Would you filter these records and copy every line that has the word "address"?
##############################
//! Driver abstraction for machine-lifecycle plugins.
//!
//! [`MachineDriver`] is the contract a host-provisioning tool consumes: the
//! lifecycle operations, the state query, and the accessors it needs to reach
//! the machine over SSH. [`MachineConfig`] is the durable, caller-supplied
//! description of one machine.

use std::fmt;
use std::future::Future;
use std::net::Ipv4Addr;
use std::pin::Pin;

use camino::{Utf8Path, Utf8PathBuf};
use serde::{Deserialize, Serialize};
use thiserror::Error;

use crate::hypervisor::PowerState;

/// File name of the staged boot image inside the machine directory.
pub const BOOT_IMAGE_FILE: &str = "boot2docker.iso";

/// File name of the generated SSH private key inside the machine directory.
pub const SSH_KEY_FILE: &str = "id_rsa";

/// Directory the hypervisor's default storage pool is backed by.
pub const DEFAULT_POOL_DIR: &str = "/var/lib/libvirt/images";

/// Durable description of one virtual machine.
///
/// Constructed once when the driver is instantiated and never mutated
/// afterwards; the cached IP address and SSH port live in the driver's
/// runtime state, not here.
#[derive(Clone, Debug, Deserialize, Eq, PartialEq, Serialize)]
pub struct MachineConfig {
    /// Machine name, also used for the domain and derived resource names.
    pub name: String,
    /// Root of the host tool's store; machine files live under
    /// `<store>/machines/<name>`.
    pub store_path: Utf8PathBuf,
    /// Source of the boot image: an HTTP(S) URL or a local path.
    pub boot_image_url: String,
    /// Path the boot image is staged to before first boot.
    pub iso_path: Utf8PathBuf,
    /// Path of the generated SSH private key.
    pub ssh_key_path: Utf8PathBuf,
    /// Number of virtual CPUs.
    pub cpu_count: u32,
    /// Memory size in megabytes.
    pub memory_mb: u32,
    /// Disk size in megabytes.
    pub disk_size_mb: u64,
    /// Name of the private network the machine's second interface joins.
    pub network_name: String,
    /// Path of the machine's disk as referenced by the domain definition.
    pub disk_path: Utf8PathBuf,
    /// Disk cache mode passed through to the domain definition.
    pub cache_mode: String,
}

impl MachineConfig {
    /// Starts a builder for a [`MachineConfig`].
    #[must_use]
    pub fn builder() -> MachineConfigBuilder {
        MachineConfigBuilder::default()
    }

    /// Directory holding this machine's files.
    #[must_use]
    pub fn machine_dir(&self) -> Utf8PathBuf {
        self.store_path.join("machines").join(&self.name)
    }

    /// Name of the machine's storage volume inside the default pool.
    #[must_use]
    pub fn volume_name(&self) -> String {
        format!("{}-pool0-vol0", self.name)
    }

    /// Path of the generated SSH public key.
    #[must_use]
    pub fn ssh_public_key_path(&self) -> Utf8PathBuf {
        let mut path = self.ssh_key_path.clone().into_string();
        path.push_str(".pub");
        Utf8PathBuf::from(path)
    }

    /// Validates the configuration, returning a descriptive error for the
    /// first missing or out-of-range field.
    ///
    /// # Errors
    ///
    /// Returns [`MachineConfigError`] when a required field is empty or a
    /// size is zero.
    pub fn validate(&self) -> Result<(), MachineConfigError> {
        if self.name.trim().is_empty() {
            return Err(MachineConfigError::MissingField("name"));
        }
        if self.store_path.as_str().trim().is_empty() {
            return Err(MachineConfigError::MissingField("store_path"));
        }
        if self.boot_image_url.trim().is_empty() {
            return Err(MachineConfigError::MissingField("boot_image_url"));
        }
        if self.network_name.trim().is_empty() {
            return Err(MachineConfigError::MissingField("network_name"));
        }
        if self.cache_mode.trim().is_empty() {
            return Err(MachineConfigError::MissingField("cache_mode"));
        }
        if self.cpu_count == 0 {
            return Err(MachineConfigError::ZeroField("cpu_count"));
        }
        if self.memory_mb == 0 {
            return Err(MachineConfigError::ZeroField("memory_mb"));
        }
        if self.disk_size_mb == 0 {
            return Err(MachineConfigError::ZeroField("disk_size_mb"));
        }
        Ok(())
    }
}

/// Builder for [`MachineConfig`] that derives the per-machine paths when the
/// caller does not override them.
#[derive(Clone, Debug, Default)]
pub struct MachineConfigBuilder {
    name: String,
    store_path: Utf8PathBuf,
    boot_image_url: String,
    iso_path: Option<Utf8PathBuf>,
    ssh_key_path: Option<Utf8PathBuf>,
    cpu_count: u32,
    memory_mb: u32,
    disk_size_mb: u64,
    network_name: String,
    disk_path: Option<Utf8PathBuf>,
    cache_mode: String,
}

impl MachineConfigBuilder {
    /// Sets the machine name.
    #[must_use]
    pub fn name(mut self, value: impl Into<String>) -> Self {
        self.name = value.into();
        self
    }

    /// Sets the store root.
    #[must_use]
    pub fn store_path(mut self, value: impl Into<Utf8PathBuf>) -> Self {
        self.store_path = value.into();
        self
    }

    /// Sets the boot image source.
    #[must_use]
    pub fn boot_image_url(mut self, value: impl Into<String>) -> Self {
        self.boot_image_url = value.into();
        self
    }

    /// Overrides the staged boot image path.
    #[must_use]
    pub fn iso_path(mut self, value: impl Into<Utf8PathBuf>) -> Self {
        self.iso_path = Some(value.into());
        self
    }

    /// Overrides the SSH private key path.
    #[must_use]
    pub fn ssh_key_path(mut self, value: impl Into<Utf8PathBuf>) -> Self {
        self.ssh_key_path = Some(value.into());
        self
    }

    /// Sets the virtual CPU count.
    #[must_use]
    pub const fn cpu_count(mut self, value: u32) -> Self {
        self.cpu_count = value;
        self
    }

    /// Sets the memory size in megabytes.
    #[must_use]
    pub const fn memory_mb(mut self, value: u32) -> Self {
        self.memory_mb = value;
        self
    }

    /// Sets the disk size in megabytes.
    #[must_use]
    pub const fn disk_size_mb(mut self, value: u64) -> Self {
        self.disk_size_mb = value;
        self
    }

    /// Sets the private network name.
    #[must_use]
    pub fn network_name(mut self, value: impl Into<String>) -> Self {
        self.network_name = value.into();
        self
    }

    /// Overrides the disk path referenced by the domain definition.
    #[must_use]
    pub fn disk_path(mut self, value: impl Into<Utf8PathBuf>) -> Self {
        self.disk_path = Some(value.into());
        self
    }

    /// Sets the disk cache mode.
    #[must_use]
    pub fn cache_mode(mut self, value: impl Into<String>) -> Self {
        self.cache_mode = value.into();
        self
    }

    /// Builds and validates the [`MachineConfig`], deriving any path the
    /// caller left unset.
    ///
    /// # Errors
    ///
    /// Returns [`MachineConfigError`] when a required field is empty or a
    /// size is zero.
    pub fn build(self) -> Result<MachineConfig, MachineConfigError> {
        let name = self.name.trim().to_owned();
        let machine_dir = self.store_path.join("machines").join(&name);
        let config = MachineConfig {
            iso_path: self
                .iso_path
                .unwrap_or_else(|| machine_dir.join(BOOT_IMAGE_FILE)),
            ssh_key_path: self
                .ssh_key_path
                .unwrap_or_else(|| machine_dir.join(SSH_KEY_FILE)),
            disk_path: self
                .disk_path
                .unwrap_or_else(|| Utf8PathBuf::from(DEFAULT_POOL_DIR).join(format!("{name}-pool0-vol0"))),
            name,
            store_path: self.store_path,
            boot_image_url: self.boot_image_url.trim().to_owned(),
            cpu_count: self.cpu_count,
            memory_mb: self.memory_mb,
            disk_size_mb: self.disk_size_mb,
            network_name: self.network_name.trim().to_owned(),
            cache_mode: self.cache_mode.trim().to_owned(),
        };
        config.validate()?;
        Ok(config)
    }
}

/// Errors raised while validating a [`MachineConfig`].
#[derive(Clone, Copy, Debug, Error, Eq, PartialEq)]
pub enum MachineConfigError {
    /// Raised when a required string field is empty.
    #[error("missing or empty field: {0}")]
    MissingField(&'static str),
    /// Raised when a size field is zero.
    #[error("field must be greater than zero: {0}")]
    ZeroField(&'static str),
}

/// Driver-level machine state, derived from the hypervisor's reported power
/// state through a fixed total mapping.
#[derive(Clone, Copy, Debug, Eq, PartialEq)]
pub enum MachineState {
    /// No domain exists, or the hypervisor reported a state this driver does
    /// not recognise.
    Undefined,
    /// The machine is running.
    Running,
    /// The machine is blocked or has crashed.
    Error,
    /// The machine is paused.
    Paused,
    /// The machine is shut down or powered off.
    Stopped,
    /// The machine has been suspended.
    Saved,
}

impl From<PowerState> for MachineState {
    fn from(value: PowerState) -> Self {
        match value {
            PowerState::Running => Self::Running,
            PowerState::Blocked | PowerState::Crashed => Self::Error,
            PowerState::Paused => Self::Paused,
            PowerState::Shutdown | PowerState::Shutoff => Self::Stopped,
            PowerState::Suspended => Self::Saved,
            PowerState::NoState | PowerState::Unknown => Self::Undefined,
        }
    }
}

impl fmt::Display for MachineState {
    fn fmt(&self, f: &mut fmt::Formatter<'_>) -> fmt::Result {
        let label = match self {
            Self::Undefined => "undefined",
            Self::Running => "running",
            Self::Error => "error",
            Self::Paused => "paused",
            Self::Stopped => "stopped",
            Self::Saved => "saved",
        };
        f.write_str(label)
    }
}

/// Future returned by driver operations.
pub type DriverFuture<'a, T, E> = Pin<Box<dyn Future<Output = Result<T, E>> + Send + 'a>>;

/// Contract exposed to the host-provisioning tool.
///
/// One driver instance manages exactly one machine; operations are invoked
/// one at a time.
pub trait MachineDriver {
    /// Driver-specific error type.
    type Error: std::error::Error + Send + Sync + 'static;

    /// Short identifier of the driver implementation.
    fn driver_name(&self) -> &'static str;

    /// The machine configuration this driver was instantiated with.
    fn config(&self) -> &MachineConfig;

    /// Provisions the machine's resources and starts it.
    fn create(&mut self) -> DriverFuture<'_, (), Self::Error>;

    /// Powers the machine on and waits until it is reachable.
    fn start(&mut self) -> DriverFuture<'_, (), Self::Error>;

    /// Gracefully stops the machine.
    fn stop(&mut self) -> DriverFuture<'_, (), Self::Error>;

    /// Stops, then starts the machine; a stop failure aborts the restart.
    fn restart(&mut self) -> DriverFuture<'_, (), Self::Error>;

    /// Forcibly powers the machine off without waiting.
    fn kill(&mut self) -> DriverFuture<'_, (), Self::Error>;

    /// Tears the machine's resources down, best-effort.
    fn remove(&mut self) -> DriverFuture<'_, (), Self::Error>;

    /// Reports the machine's current state.
    fn state(&self) -> DriverFuture<'_, MachineState, Self::Error>;

    /// Reports the machine's discovered address; fails unless the machine is
    /// running.
    fn ip(&self) -> DriverFuture<'_, Ipv4Addr, Self::Error>;

    /// Composes the remote management URL after confirming SSH reachability.
    fn url(&self) -> DriverFuture<'_, String, Self::Error>;

    /// Validates hypervisor reachability and logs its version.
    fn pre_command_check(&self) -> DriverFuture<'_, (), Self::Error>;

    /// Hostname to use for SSH; the discovered address.
    fn ssh_hostname(&self) -> DriverFuture<'_, Ipv4Addr, Self::Error>;

    /// User account the guest accepts SSH logins for.
    fn ssh_username(&self) -> &str;

    /// Path of the machine's SSH private key.
    fn ssh_key_path(&self) -> &Utf8Path;

    /// TCP port the guest serves SSH on.
    fn ssh_port(&self) -> u16;
}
##############################
WORKED SOLUTION:
/// afterwards; the cached IP address and SSH port live in the driver's
    /// Reports the machine's discovered address; fails unless the machine is
    /// Hostname to use for SSH; the discovered address.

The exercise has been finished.